◆ PROBLEM TO WORK ON: For every line in the entries that contains "AuthorizationRejected", show the whole line.

◆ MATERIAL FOR THE TASK:
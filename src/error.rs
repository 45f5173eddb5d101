// Error handling module
// Defines the request error taxonomy and its user-facing messages

use thiserror::Error;

use crate::models::Envelope;

/// Errors that can end an authenticated request
#[derive(Error, Debug)]
pub enum RequestError {
    /// No credential source yielded a token and the refresh failed
    #[error("No credential available")]
    NoCredentialAvailable,

    /// Server answered 401 on every attempt
    #[error("Authorization rejected: {message}")]
    AuthorizationRejected { message: String },

    /// Network unreachable, timeout, or the body could not be read
    #[error("Transport failure ({kind}): {message}")]
    TransportFailure { kind: &'static str, message: String },

    /// Non-401 error status from the server
    #[error("Server error: {status} - {message}")]
    ServerError { status: u16, message: String },

    /// 2xx response whose body is not a JSON envelope
    #[error("Malformed response: {0}")]
    MalformedResponse(String),

    /// Caller abandoned the request
    #[error("Request cancelled")]
    Cancelled,

    /// Internal error (storage, request construction)
    #[error("Internal error: {0}")]
    Internal(#[from] anyhow::Error),
}

impl RequestError {
    /// Categorize a reqwest transport error
    pub fn from_transport(err: reqwest::Error) -> Self {
        let kind = if err.is_timeout() {
            "timeout"
        } else if err.is_connect() {
            "connection_failed"
        } else if err.is_request() {
            "request_error"
        } else if err.is_body() {
            "body_error"
        } else if err.is_decode() {
            "decode_error"
        } else {
            "unknown"
        };

        RequestError::TransportFailure {
            kind,
            message: err.to_string(),
        }
    }

    /// Build the error for a non-2xx response, taking the envelope message when present
    pub fn from_status(status: u16, body: &str) -> Self {
        let server_message = Envelope::parse(body).ok().and_then(|e| e.message);

        if status == 401 {
            return RequestError::AuthorizationRejected {
                message: server_message.unwrap_or_else(|| "Unauthorized".to_string()),
            };
        }

        RequestError::ServerError {
            status,
            message: server_message
                .unwrap_or_else(|| format!("Request failed with status code {}", status)),
        }
    }

    /// HTTP status carried by the error, if any
    pub fn status(&self) -> Option<u16> {
        match self {
            RequestError::AuthorizationRejected { .. } => Some(401),
            RequestError::ServerError { status, .. } => Some(*status),
            _ => None,
        }
    }

    /// Message suitable for showing to the person using the client
    pub fn user_message(&self) -> String {
        match self {
            RequestError::NoCredentialAvailable | RequestError::AuthorizationRejected { .. } => {
                "Your session has expired. Please log in again.".to_string()
            }
            RequestError::TransportFailure { .. } => {
                "Could not reach the server. Please try again later.".to_string()
            }
            RequestError::ServerError { message, .. } => message.clone(),
            RequestError::MalformedResponse(_) | RequestError::Internal(_) => {
                "Something went wrong. Please try again.".to_string()
            }
            RequestError::Cancelled => "Request cancelled.".to_string(),
        }
    }
}

/// Result type alias for request operations
pub type Result<T> = std::result::Result<T, RequestError>;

◆ WRITTEN SOLUTION:
    AuthorizationRejected { message: String },
            return RequestError::AuthorizationRejected {
            RequestError::AuthorizationRejected { .. } => Some(401),
            RequestError::NoCredentialAvailable | RequestError::AuthorizationRejected { .. } => {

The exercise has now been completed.